The difference could be between a complete severance - whereby you have 100% control over the borders and 100% control over any trade agreements you make, and 100% control over any laws that you make (an actual nation state in the true sense), or a lower vassal hanging on like a limpet, still stuck in the single market and customs union (which seems to be what Labour wants) and basically still following EU rules.

OK Melancholy, fair enough. Those are two possible variants of Brexit - if you like, the hardest and the softest, and of course there are many others in between. So using each of those two scenarios as the basis for your answers, can you deal with stusmith's question: please describe how your life or those of your children or grand children will improve if we leave the EU.

Why is the EU any better at freedom and democracy than anywhere else?
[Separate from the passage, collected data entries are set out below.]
//! End-to-end scenarios for the tile physics engine, exercised through the
//! public API only: geometry pushing, one-way blockers, the category
//! collision matrix, hitscan, and tick determinism.

use std::sync::{Arc, Mutex};

use glam::DVec2;
use shove::{
    BoxBody, Category, DynamicEntity, GeometryGrid, GeometryType, MovingCollision, PhysicsEngine,
};

// ============================================================================
// Helpers
// ============================================================================

fn engine_with(grid: GeometryGrid) -> PhysicsEngine {
    let mut engine = PhysicsEngine::new();
    engine.set_geometry(grid);
    engine.set_run_flag(true);
    engine
}

fn shared(body: BoxBody) -> Arc<Mutex<BoxBody>> {
    Arc::new(Mutex::new(body))
}

fn lcg(seed: &mut u32) -> u32 {
    *seed = seed.wrapping_mul(1664525).wrapping_add(1013904223);
    *seed
}

fn unit(seed: &mut u32) -> f64 {
    lcg(seed) as f64 / u32::MAX as f64
}

// ============================================================================
// Scenario 1 — Gravity drops a pushed body onto the floor
// ============================================================================

#[test]
fn scenario_gravity_and_floor() {
    let grid = GeometryGrid::from_fn(3, 3, |_, y| {
        if y == 2 {
            GeometryType::Full
        } else {
            GeometryType::Empty
        }
    });
    let mut engine = engine_with(grid);
    engine.set_gravity(10.0);
    engine.set_terminal_velocity(20.0);

    let mut hero = BoxBody::new(DVec2::new(1.0, 0.5), DVec2::new(0.4, 0.4));
    hero.affected_by_gravity = true;
    hero.pushed_by_geometry = true;
    let hero = shared(hero);
    let id = engine.add(hero.clone());

    engine.tick(500);

    {
        let h = hero.lock().unwrap();
        assert!((h.loc().y - 1.6).abs() < 1e-9, "resting on the floor face");
        assert_eq!(h.speed().y, 0.0);
    }
    assert!(engine.touching_floor(id));

    // Further ticks keep it settled.
    for _ in 0..20 {
        engine.tick(100);
    }
    assert!((hero.lock().unwrap().loc().y - 1.6).abs() < 1e-9);
}

// ============================================================================
// Scenario 2 — One-way blocker, both directions
// ============================================================================

#[test]
fn scenario_directional_one_way() {
    let mut grid = GeometryGrid::new(3, 3);
    grid.set(1, 1, GeometryType::BlocksUp);
    let mut engine = engine_with(grid);

    let mut body = BoxBody::new(DVec2::new(1.5, 2.5), DVec2::new(0.3, 0.3));
    body.pushed_by_geometry = true;
    body.set_speed(DVec2::new(0.0, -5.0));
    let body = shared(body);
    engine.add(body.clone());

    engine.tick(1000);

    {
        let b = body.lock().unwrap();
        assert!(
            (b.loc().y - 2.3).abs() < 1e-9,
            "blocked touching the tile's lower face"
        );
        assert_eq!(b.speed().y, 0.0);
    }

    // Reversed: the same tile is open going down. The body falls through it
    // and is only caught by the solid world edge below the grid.
    {
        let mut b = body.lock().unwrap();
        b.set_loc(DVec2::new(1.5, 0.5));
        b.set_speed(DVec2::new(0.0, 5.0));
    }
    engine.tick(1000);

    let b = body.lock().unwrap();
    assert!(b.loc().y > 2.3, "passed through the one-way tile");
    assert!((b.loc().y - 2.7).abs() < 1e-9);
}

// ============================================================================
// Scenario 3 — Corner tiebreak resolves the X axis
// ============================================================================

#[test]
fn scenario_corner_tiebreak() {
    // Grid kept large so the world edge stays out of the swept box and the
    // corner tile is the only candidate.
    let mut grid = GeometryGrid::new(5, 5);
    grid.set(1, 1, GeometryType::Full);
    let mut engine = engine_with(grid);

    let mut body = BoxBody::new(DVec2::new(0.5, 0.5), DVec2::new(0.4, 0.4));
    body.pushed_by_geometry = true;
    body.set_speed(DVec2::new(3.0, 3.0));
    let body = shared(body);
    engine.add(body.clone());

    engine.tick(1000);

    let b = body.lock().unwrap();
    assert!((b.loc().x - 0.6).abs() < 1e-9);
    assert_eq!(b.speed().x, 0.0);
    assert_eq!(b.speed().y, 3.0, "Y speed untouched by the X tiebreak");
    assert!((b.loc().y - 3.5).abs() < 1e-9);
}

// ============================================================================
// Scenario 4 — Player/enemy overlap reports both ways
// ============================================================================

#[test]
fn scenario_player_enemy_report() {
    let mut engine = engine_with(GeometryGrid::new(4, 4));

    let player = shared(BoxBody::new(DVec2::new(1.0, 1.0), DVec2::new(0.5, 0.5)));
    let enemy = shared(BoxBody::new(DVec2::new(1.1, 1.0), DVec2::new(0.5, 0.5)));
    let player_id = engine.add_with_category(player.clone(), Category::Player);
    let enemy_id = engine.add_with_category(enemy.clone(), Category::Enemy);

    engine.tick(16);

    assert_eq!(
        player.lock().unwrap().drain_collisions(),
        vec![MovingCollision {
            entity: player_id,
            other: Some(enemy_id)
        }]
    );
    assert_eq!(
        enemy.lock().unwrap().drain_collisions(),
        vec![MovingCollision {
            entity: enemy_id,
            other: Some(player_id)
        }]
    );

    // A second tick with unchanged positions reports the pair again.
    engine.tick(16);
    assert_eq!(player.lock().unwrap().drain_collisions().len(), 1);
    assert_eq!(enemy.lock().unwrap().drain_collisions().len(), 1);
}

// ============================================================================
// Scenario 5 — Environment vs environment, no duplicate pairs
// ============================================================================

#[test]
fn scenario_environment_no_duplicates() {
    let mut engine = engine_with(GeometryGrid::new(4, 4));

    let first = shared(BoxBody::new(DVec2::new(1.5, 1.5), DVec2::new(0.4, 0.4)));
    let second = shared(BoxBody::new(DVec2::new(1.7, 1.5), DVec2::new(0.4, 0.4)));
    let first_id = engine.add(first.clone());
    let second_id = engine.add(second.clone());

    engine.tick(16);

    // One report per entity: its own iteration's, never a reciprocal copy.
    assert_eq!(
        first.lock().unwrap().drain_collisions(),
        vec![MovingCollision {
            entity: first_id,
            other: Some(second_id)
        }]
    );
    assert_eq!(
        second.lock().unwrap().drain_collisions(),
        vec![MovingCollision {
            entity: second_id,
            other: Some(first_id)
        }]
    );
}

// ============================================================================
// Scenario 6 — Hitscan geometry in a corridor
// ============================================================================

#[test]
fn scenario_hitscan_corridor() {
    let mut grid = GeometryGrid::new(10, 1);
    grid.set(5, 0, GeometryType::Full);
    let mut engine = PhysicsEngine::new();
    engine.set_geometry(grid);

    let origin = DVec2::new(0.5, 0.5);
    let distance = DVec2::new(9.0, 0.0);
    let impact = engine.hitscan_impact_geometry(origin, distance);

    let hit_x = origin.x + impact.x;
    assert!(
        (5.0..6.0).contains(&hit_x),
        "impact lies within tile 5, got {hit_x}"
    );

    // An enemy standing before the wall shadows it; one behind it is
    // shadowed instead.
    let enemy = shared(BoxBody::new(DVec2::new(3.0, 0.5), DVec2::new(0.5, 0.5)));
    let enemy_id = engine.add_with_category(enemy, Category::Enemy);
    let result = engine.calculate_hitscan(origin, distance, Category::Player);
    let hit = result.entity.expect("enemy struck before the wall");
    assert_eq!(hit.entity, enemy_id);
    assert!(hit.time >= 0.0 && hit.time < 1.0);

    let behind = shared(BoxBody::new(DVec2::new(8.0, 0.5), DVec2::new(0.4, 0.4)));
    engine.add_with_category(behind, Category::Enemy);
    engine.remove(enemy_id);
    engine.set_run_flag(true);
    engine.tick(1);
    let result = engine.calculate_hitscan(origin, distance, Category::Player);
    assert!(result.entity.is_none(), "the wall shadows the far enemy");
}

// ============================================================================
// Determinism — identical inputs, bit-identical state
// ============================================================================

#[test]
fn scenario_insertion_order_determinism() {
    fn simulate() -> Vec<(DVec2, DVec2)> {
        let grid = GeometryGrid::from_fn(16, 16, |x, y| {
            if (x * 31 + y * 17) % 7 == 0 {
                GeometryType::Full
            } else {
                GeometryType::Empty
            }
        });
        let mut engine = engine_with(grid);
        engine.set_gravity(15.0);
        engine.set_terminal_velocity(25.0);

        let mut seed = 0xDEAD_BEEF_u32;
        let mut bodies = Vec::new();
        for i in 0..12 {
            let mut body = BoxBody::new(
                DVec2::new(2.0 + unit(&mut seed) * 10.0, 1.0 + unit(&mut seed) * 4.0),
                DVec2::new(0.3, 0.3),
            );
            body.pushed_by_geometry = true;
            body.affected_by_gravity = i % 2 == 0;
            body.set_speed(DVec2::new(
                unit(&mut seed) * 8.0 - 4.0,
                unit(&mut seed) * 8.0 - 4.0,
            ));
            let body = shared(body);
            let category = Category::from_index((i % 5) as i32 + 1).unwrap();
            engine.add_with_category(body.clone(), category);
            bodies.push(body);
        }

        for _ in 0..120 {
            engine.tick(16);
        }

        bodies
            .iter()
            .map(|b| {
                let b = b.lock().unwrap();
                (b.loc(), b.speed())
            })
            .collect()
    }

    let first = simulate();
    let second = simulate();
    // Bit-exact equality, not approximate.
    assert_eq!(first, second);
}

// ============================================================================
// Invariant — pushed bodies never penetrate solid tiles
// ============================================================================

#[test]
fn scenario_pushed_bodies_never_penetrate() {
    let grid = GeometryGrid::from_fn(16, 16, |x, y| {
        if (x * 13 + y * 29) % 9 == 0 {
            GeometryType::Full
        } else {
            GeometryType::Empty
        }
    });
    let mut engine = engine_with(grid);
    engine.set_gravity(20.0);
    engine.set_terminal_velocity(30.0);

    // Spawn bodies centered in empty tiles so nothing starts embedded.
    let mut seed = 4321_u32;
    let mut bodies = Vec::new();
    for y in 1..15 {
        for x in 1..15 {
            if engine.geometry_type(x, y) != GeometryType::Empty || (x + y) % 5 != 0 {
                continue;
            }
            let mut body = BoxBody::new(
                DVec2::new(x as f64 + 0.5, y as f64 + 0.5),
                DVec2::new(0.3, 0.3),
            );
            body.pushed_by_geometry = true;
            body.affected_by_gravity = x % 2 == 0;
            body.set_speed(DVec2::new(
                unit(&mut seed) * 12.0 - 6.0,
                unit(&mut seed) * 12.0 - 6.0,
            ));
            bodies.push(shared(body));
        }
    }
    assert!(bodies.len() > 10, "enough coverage for the sweep");
    for body in &bodies {
        engine.add(body.clone());
    }

    for _ in 0..200 {
        engine.tick(16);

        for body in &bodies {
            let b = body.lock().unwrap();
            let (loc, half) = (b.loc(), b.half_extents());
            let start_x = (loc.x - half.x).floor() as i32;
            let end_x = (loc.x + half.x).floor() as i32;
            let start_y = (loc.y - half.y).floor() as i32;
            let end_y = (loc.y + half.y).floor() as i32;
            for tx in start_x..=end_x {
                for ty in start_y..=end_y {
                    if engine.geometry_type(tx, ty) != GeometryType::Full {
                        continue;
                    }
                    // Open-interval overlap: face contact is allowed.
                    let depth_x =
                        (loc.x + half.x - tx as f64).min(tx as f64 + 1.0 - (loc.x - half.x));
                    let depth_y =
                        (loc.y + half.y - ty as f64).min(ty as f64 + 1.0 - (loc.y - half.y));
                    let penetration = depth_x.min(depth_y);
                    assert!(
                        penetration <= 1e-9,
                        "body at {loc:?} penetrates tile ({tx},{ty}) by {penetration}"
                    );
                }
            }
        }
    }
}

// ============================================================================
// Facade — numeric category seam and OOB boundary rule
// ============================================================================

#[test]
fn scenario_boundary_and_category_seam() {
    let engine = engine_with(GeometryGrid::new(4, 4));

    // Out of bounds always reads Full and swallows points.
    assert_eq!(engine.geometry_type(-1, 0), GeometryType::Full);
    assert_eq!(engine.geometry_type(0, 4), GeometryType::Full);
    assert!(!engine.is_in_bounds(4, 0));
    assert!(engine.point_collides_with_geometry(DVec2::new(-0.5, 1.0)));
    assert!(!engine.point_collides_with_geometry(DVec2::new(1.5, 1.5)));

    // The numeric category seam rejects anything outside 1..=5.
    assert!(Category::from_index(3).is_ok());
    assert!(Category::from_index(0).is_err());
    assert!(Category::from_index(9).is_err());
}
impl PhysicsEngine {
    pub fn new() -> Self {
        Self {
            gravity: 0.0,
            terminal_velocity: 0.0,
            geometry: GeometryGrid::new(1, 1),
            run_flag: false,
            entities: Vec::new(),
            master: Vec::new(),
            players: Vec::new(),
            player_projectiles: Vec::new(),
            enemies: Vec::new(),
            enemy_projectiles: Vec::new(),
            environment: Vec::new(),
            pending_removal: HashSet::new(),
            cps: 0,
            cycles_this_second: 0,
            second_start: Instant::now(),
        }
    }

    // --- Configuration -------------------------------------------------------

    pub fn gravity(&self) -> f64 {
        self.gravity
    }

    pub fn set_gravity(&mut self, gravity: f64) {
        self.gravity = gravity;
    }

    pub fn terminal_velocity(&self) -> f64 {
        self.terminal_velocity
    }

    pub fn set_terminal_velocity(&mut self, terminal_velocity: f64) {
        self.terminal_velocity = terminal_velocity;
    }

    pub fn geometry(&self) -> &GeometryGrid {
        &self.geometry
    }

    pub fn geometry_mut(&mut self) -> &mut GeometryGrid {
        &mut self.geometry
    }

    pub fn set_geometry(&mut self, geometry: GeometryGrid) {
        self.geometry = geometry;
    }

    pub fn run_flag(&self) -> bool {
        self.run_flag
    }

    pub fn set_run_flag(&mut self, run_flag: bool) {
        self.run_flag = run_flag;
    }

    /// Cycles per second over the last completed 1-second window.
    pub fn cps(&self) -> u32 {
        self.cps
    }

    // --- Entity lifecycle ----------------------------------------------------

    /// Add an entity under the default [`Category::Environment`].
    pub fn add(&mut self, entity: EntityHandle) -> EntityId {
        self.add_with_category(entity, Category::Environment)
    }

    /// Add an entity to the master list and its category list. The returned
    /// id stays valid until the entity is removed. Each handle belongs in the
    /// engine once; the per-entity lock is not reentrant.
    pub fn add_with_category(&mut self, entity: EntityHandle, category: Category) -> EntityId {
        let id = EntityId(self.entities.len() as u32);
        self.entities.push(Some(entity));
        self.master.push(id);
        self.category_list_mut(category).push(id);
        tracing::trace!(id = id.0, ?category, "entity added");
        id
    }

    /// Queue an entity for removal. The removal takes effect after the
    /// current tick's phases complete; list iteration is never mutated
    /// mid-tick.
    pub fn remove(&mut self, id: EntityId) {
        self.pending_removal.insert(id);
    }

    /// Shared handle to a live entity.
    pub fn entity(&self, id: EntityId) -> Option<EntityHandle> {
        self.entities.get(id.0 as usize).and_then(|slot| slot.clone())
    }

    /// Ids of all live entities, in insertion order.
    pub fn entity_ids(&self) -> &[EntityId] {
        &self.master
    }

    /// Ids of the entities in one category, in insertion order.
    pub fn category_ids(&self, category: Category) -> &[EntityId] {
        match category {
            Category::Player => &self.players,
            Category::PlayerProjectile => &self.player_projectiles,
            Category::Enemy => &self.enemies,
            Category::EnemyProjectile => &self.enemy_projectiles,
            Category::Environment => &self.environment,
        }
    }

    fn category_list_mut(&mut self, category: Category) -> &mut Vec<EntityId> {
        match category {
            Category::Player => &mut self.players,
            Category::PlayerProjectile => &mut self.player_projectiles,
            Category::Enemy => &mut self.enemies,
            Category::EnemyProjectile => &mut self.enemy_projectiles,
            Category::Environment => &mut self.environment,
        }
    }

    // --- Tick ----------------------------------------------------------------

    /// Advance the simulation by `dt_millis`. A non-positive delta or a
    /// cleared run flag is a silent no-op.
    pub fn tick(&mut self, dt_millis: i64) {
        if dt_millis <= 0 || !self.run_flag {
            return;
        }
        let dt = dt_millis as f64 / 1000.0;
        self.step_physics(dt);
        self.run_collision_phase();
        self.drain_pending();
        self.note_cycle();
    }

    /// Motion integration over the master list in insertion order:
    /// accelerations, gravity impulse, geometry pushing, position advance.
    fn step_physics(&mut self, dt: f64) {
        let gravity_dv = self.gravity * dt;
        let terminal = self.terminal_velocity;
        let order = self.master.clone();
        for id in order {
            let Some(handle) = self.entity(id) else {
                continue;
            };
            let Ok(mut entity) = handle.lock() else {
                continue;
            };
            entity.apply_accelerations(dt);
            if entity.affected_by_gravity() {
                entity.apply_gravity_impulse(gravity_dv, terminal);
            }
            if entity.pushed_by_geometry() {
                resolve_geometry(&mut *entity, &self.geometry, dt);
            }
            entity.apply_speeds(dt);
        }
    }

    /// Pairwise reporting phase, after every entity has moved.
    ///
    /// Geometry overlap is only reported for entities the integrator does not
    /// push (pushed entities were already resolved). Pair cells follow the
    /// category matrix; each symmetric cell is visited from one side only and
    /// delivered reciprocally.
    fn run_collision_phase(&self) {
        let players = self.players.clone();
        let player_projectiles = self.player_projectiles.clone();
        let enemies = self.enemies.clone();
        let enemy_projectiles = self.enemy_projectiles.clone();
        let environment = self.environment.clone();
        let master = self.master.clone();

        for &id in &players {
            self.report_geometry_overlap(id);
            for &other in &enemies {
                self.report_pair(id, other, true);
            }
            for &other in &enemy_projectiles {
                self.report_pair(id, other, true);
            }
        }

        // Player-enemy pairs were caught above; enemies only add projectiles.
        for &id in &enemies {
            self.report_geometry_overlap(id);
            for &other in &player_projectiles {
                self.report_pair(id, other, true);
            }
        }

        // Projectiles have had all their entity pairs handled; geometry only.
        for &id in &player_projectiles {
            self.report_geometry_overlap(id);
        }
        for &id in &enemy_projectiles {
            self.report_geometry_overlap(id);
        }

        for &id in &environment {
            self.report_geometry_overlap(id);
            for &other in &master {
                if other == id {
                    continue;
                }
                // No reciprocal for another environment entity: its own
                // iteration emits the mirror report.
                let reciprocal = !environment.contains(&other);
                self.report_pair(id, other, reciprocal);
            }
        }
    }

    fn report_pair(&self, a: EntityId, b: EntityId, reciprocal: bool) {
        let (Some(ha), Some(hb)) = (self.entity(a), self.entity(b)) else {
            return;
        };
        let (Ok(mut ea), Ok(mut eb)) = (ha.lock(), hb.lock()) else {
            return;
        };
        if !ea.is_colliding(&*eb) {
            return;
        }
        ea.moving_collision_occured(MovingCollision {
            entity: a,
            other: Some(b),
        });
        if reciprocal {
            eb.moving_collision_occured(MovingCollision {
                entity: b,
                other: Some(a),
            });
        }
    }

    fn report_geometry_overlap(&self, id: EntityId) {
        let Some(handle) = self.entity(id) else {
            return;
        };
        let Ok(mut entity) = handle.lock() else {
            return;
        };
        if entity.pushed_by_geometry() || !self.entity_overlaps_geometry(&*entity) {
            return;
        }
        entity.moving_collision_occured(MovingCollision {
            entity: id,
            other: None,
        });
    }

    fn drain_pending(&mut self) {
        if self.pending_removal.is_empty() {
            return;
        }
        let pending = std::mem::take(&mut self.pending_removal);
        self.master.retain(|id| !pending.contains(id));
        self.players.retain(|id| !pending.contains(id));
        self.player_projectiles.retain(|id| !pending.contains(id));
        self.enemies.retain(|id| !pending.contains(id));
        self.enemy_projectiles.retain(|id| !pending.contains(id));
        self.environment.retain(|id| !pending.contains(id));
        for id in pending {
            if let Some(slot) = self.entities.get_mut(id.0 as usize) {
                *slot = None;
            }
        }
    }

    fn note_cycle(&mut self) {
        self.cycles_this_second += 1;
        if self.second_start.elapsed() >= Duration::from_secs(1) {
            self.cps = self.cycles_this_second;
            self.cycles_this_second = 0;
            self.second_start = Instant::now();
        }
    }

    // --- Geometry queries ----------------------------------------------------

    pub fn is_in_bounds(&self, x: i32, y: i32) -> bool {
        self.geometry.in_bounds(x, y)
    }

    /// Tile kind at `(x, y)`; out-of-bounds coordinates read as `Full`.
    pub fn geometry_type(&self, x: i32, y: i32) -> GeometryType {
        self.geometry.get(x, y)
    }

    /// Whether `point` lies inside a `Full` tile (or out of bounds).
    pub fn point_collides_with_geometry(&self, point: DVec2) -> bool {
        self.geometry.point_collides(point)
    }

    /// Whether the entity's AABB overlaps any tile solid to a stationary
    /// probe. One-way tiles are transparent here.
    pub fn is_colliding_with_geometry(&self, id: EntityId) -> bool {
        let Some(handle) = self.entity(id) else {
            return false;
        };
        let Ok(entity) = handle.lock() else {
            return false;
        };
        self.entity_overlaps_geometry(&*entity)
    }

    /// Is the entity resting against geometry in the +Y direction?
    pub fn touching_floor(&self, id: EntityId) -> bool {
        self.touching_y(id, 1.0)
    }

    /// Is the entity pressed against geometry in the -Y direction?
    pub fn touching_ceiling(&self, id: EntityId) -> bool {
        self.touching_y(id, -1.0)
    }

    /// Is the entity pressed against geometry in the -X direction?
    pub fn touching_left_wall(&self, id: EntityId) -> bool {
        self.touching_x(id, -1.0)
    }

    /// Is the entity pressed against geometry in the +X direction?
    pub fn touching_right_wall(&self, id: EntityId) -> bool {
        self.touching_x(id, 1.0)
    }

    /// Blockage summary of the four adjacent probe tiles, one component per
    /// axis, each in {-1, 0, +1} pointing away from the blocker. Samples a
    /// single tile per side, so results degrade for half-extents above 0.5.
    pub fn ortho_geometry_collision_normals(&self, id: EntityId) -> DVec2 {
        let Some(handle) = self.entity(id) else {
            return DVec2::ZERO;
        };
        let Ok(entity) = handle.lock() else {
            return DVec2::ZERO;
        };
        let e = &*entity;
        let loc = e.loc();
        let cx = loc.x.floor() as i32;
        let cy = loc.y.floor() as i32;
        let mut bump = DVec2::ZERO;
        let above = (loc.y - e.half_height()).floor() as i32;
        let below = (loc.y + e.half_height()).floor() as i32;
        let left = (loc.x - e.half_width()).floor() as i32;
        let right = (loc.x + e.half_width()).floor() as i32;
        if self.collision_check_geometry(cx, above, e, DVec2::new(0.0, -0.01)) {
            bump.y = 1.0;
        }
        if self.collision_check_geometry(cx, below, e, DVec2::new(0.0, 0.01)) {
            bump.y = -1.0;
        }
        if self.collision_check_geometry(left, cy, e, DVec2::new(-0.01, 0.0)) {
            bump.x = 1.0;
        }
        if self.collision_check_geometry(right, cy, e, DVec2::new(0.01, 0.0)) {
            bump.x = -1.0;
        }
        bump
    }

    fn touching_y(&self, id: EntityId, dir: f64) -> bool {
        let Some(handle) = self.entity(id) else {
            return false;
        };
        let Ok(entity) = handle.lock() else {
            return false;
        };
        let e = &*entity;
        let loc = e.loc();
        let y = (loc.y + dir * e.height()).floor() as i32;
        let start_x = (loc.x - e.half_width()).floor() as i32;
        let end_x = (loc.x + e.half_width()).floor() as i32;
        let shift = DVec2::new(0.0, dir * 0.01);
        (start_x..=end_x).any(|x| self.collision_check_geometry(x, y, e, shift))
    }

    fn touching_x(&self, id: EntityId, dir: f64) -> bool {
        let Some(handle) = self.entity(id) else {
            return false;
        };
        let Ok(entity) = handle.lock() else {
            return false;
        };
        let e = &*entity;
        let loc = e.loc();
        let x = (loc.x + dir * e.width()).floor() as i32;
        let start_y = (loc.y - e.half_height()).floor() as i32;
        let end_y = (loc.y + e.half_height()).floor() as i32;
        let shift = DVec2::new(dir * 0.01, 0.0);
        (start_y..=end_y).any(|y| self.collision_check_geometry(x, y, e, shift))
    }

    fn entity_overlaps_geometry(&self, e: &dyn DynamicEntity) -> bool {
        let loc = e.loc();
        let start_x = (loc.x - e.half_width()).floor() as i32;
        let end_x = (loc.x + e.half_width()).floor() as i32;
        let start_y = (loc.y - e.half_height()).floor() as i32;
        let end_y = (loc.y + e.half_height()).floor() as i32;
        for x in start_x..=end_x {
            for y in start_y..=end_y {
                if self.collision_check_geometry(x, y, e, DVec2::ZERO) {
                    return true;
                }
            }
        }
        false
    }

    /// Overlap test between an entity, optionally probe-shifted, and one
    /// tile. Out-of-bounds tiles always collide. One-way tiles engage only
    /// when the probe shift crosses the face they block, so a zero shift
    /// treats them as open.
    fn collision_check_geometry(
        &self,
        x: i32,
        y: i32,
        e: &dyn DynamicEntity,
        shift: DVec2,
    ) -> bool {
        if !self.geometry.in_bounds(x, y) {
            return true;
        }
        let kind = self.geometry.get(x, y);
        let solid = match kind {
            GeometryType::Empty => false,
            GeometryType::Full => true,
            _ => kind.blocks(shift),
        };
        if !solid {
            return false;
        }
        let (min, max) = narrowphase::tile_expanded_bounds((x, y), e.half_extents());
        let p = e.loc() + shift;
        p.x >= min.x && p.x <= max.x && p.y >= min.y && p.y <= max.y
    }
}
Because we invented it, and spread it all round the world.  Democracy, from the Greek 'demos' - the people. The people elect the government.  It's not perfect, but as Churchill said, ' democracy is the worst form of government except for all the rest'.

Sadly we're still at "opinion" stage because of the incompetence of our political class and the way they have behaved. That's basically because they didn't want it.

Agreed that they have been extraordinarily incompetent.  But that's not because they didn't want Brexit. On the contrary, they eventually got around to voting for it on 21 October!  But Prime Minister Johnson then pulled the bill and called a General Election. 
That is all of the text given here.